You say it is a disadvantage, but I see this as an advantage (in  
Scheme).  I don't want the implementation of the operations to be  
directly visible to the exception catcher, for abstraction reasons.   
The low-level (implementation) details are there if you need to get  
to them but I expect most exception catchers to be interested in the  
exceptions declared in the spec for the operations (as opposed to the  
implementation of these operations).  Of course (in Scheme) nothing  
prevents someone from defining predicates that walk down the "cause"  

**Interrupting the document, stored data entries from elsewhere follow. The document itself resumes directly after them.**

//! Measurements on closed point sequences.
//!
//! Every function treats its input as a closed polygon: the last point
//! connects back to the first without being repeated.

use geo::{Area, Coord, LineString, Polygon};

use crate::types::Point;

/// Enclosed area by the shoelace formula, always non-negative.
///
/// Returns 0 for fewer than 3 points. Self-intersecting outlines report
/// the absolute value of the signed sum, so lobes wound in opposite
/// directions partially cancel.
#[must_use]
pub fn polygon_area(points: &[Point]) -> f64 {
    if points.len() < 3 {
        return 0.0;
    }
    let ring: LineString<f64> = points.iter().map(|p| Coord { x: p.x, y: p.y }).collect();
    Polygon::new(ring, Vec::new()).unsigned_area()
}

/// Length of the closed outline, including the closing edge.
///
/// Returns 0 for fewer than 3 points.
#[must_use]
pub fn perimeter(points: &[Point]) -> f64 {
    if points.len() < 3 {
        return 0.0;
    }
    let open: f64 = points.windows(2).map(|w| w[0].distance(w[1])).sum();
    let closing = match (points.first(), points.last()) {
        (Some(&first), Some(&last)) => last.distance(first),
        _ => 0.0,
    };
    open + closing
}

/// Arithmetic mean of the vertices, `None` when empty.
///
/// This is the vertex centroid, not the area centroid: densely sampled
/// stretches of the outline pull it towards themselves.
#[must_use]
#[allow(clippy::cast_precision_loss)]
pub fn centroid(points: &[Point]) -> Option<Point> {
    if points.is_empty() {
        return None;
    }
    let n = points.len() as f64;
    let (sx, sy) = points
        .iter()
        .fold((0.0, 0.0), |(sx, sy), p| (sx + p.x, sy + p.y));
    Some(Point::new(sx / n, sy / n))
}

/// Distance of each vertex to the vertex centroid.
#[must_use]
pub fn radial_distances(points: &[Point]) -> Vec<f64> {
    centroid(points).map_or_else(Vec::new, |c| {
        points.iter().map(|p| p.distance(c)).collect()
    })
}

/// Arithmetic mean, `None` when empty.
#[must_use]
#[allow(clippy::cast_precision_loss)]
pub fn mean(values: &[f64]) -> Option<f64> {
    if values.is_empty() {
        None
    } else {
        Some(values.iter().sum::<f64>() / values.len() as f64)
    }
}

/// `n` points evenly spaced on a circle, counter-clockwise from angle 0.
#[must_use]
#[allow(clippy::cast_precision_loss)]
pub fn circle(center: Point, radius: f64, n: usize) -> Vec<Point> {
    (0..n)
        .map(|i| {
            let t = std::f64::consts::TAU * i as f64 / n as f64;
            Point::new(
                radius.mul_add(t.cos(), center.x),
                radius.mul_add(t.sin(), center.y),
            )
        })
        .collect()
}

chain to match the condition they are interested in if they wish to  
break the abstraction.

>   (It may be they added more magic to make this work---maybe
> Marc or Anton could help elucidate.)  There certainly isn't always a
> natural order to the component conditions.
>
> Having an explicit nesting chain is also no problem with SRFI 35.
> Just add:
>
> (define-condition-type &nested &condition
>   nested-condition?
>   (inner nested-condition-inner))
>

Sure SRFI 35 is more general.  That's my point.  It is overkill (in  
the sense that compound conditions are not necessary).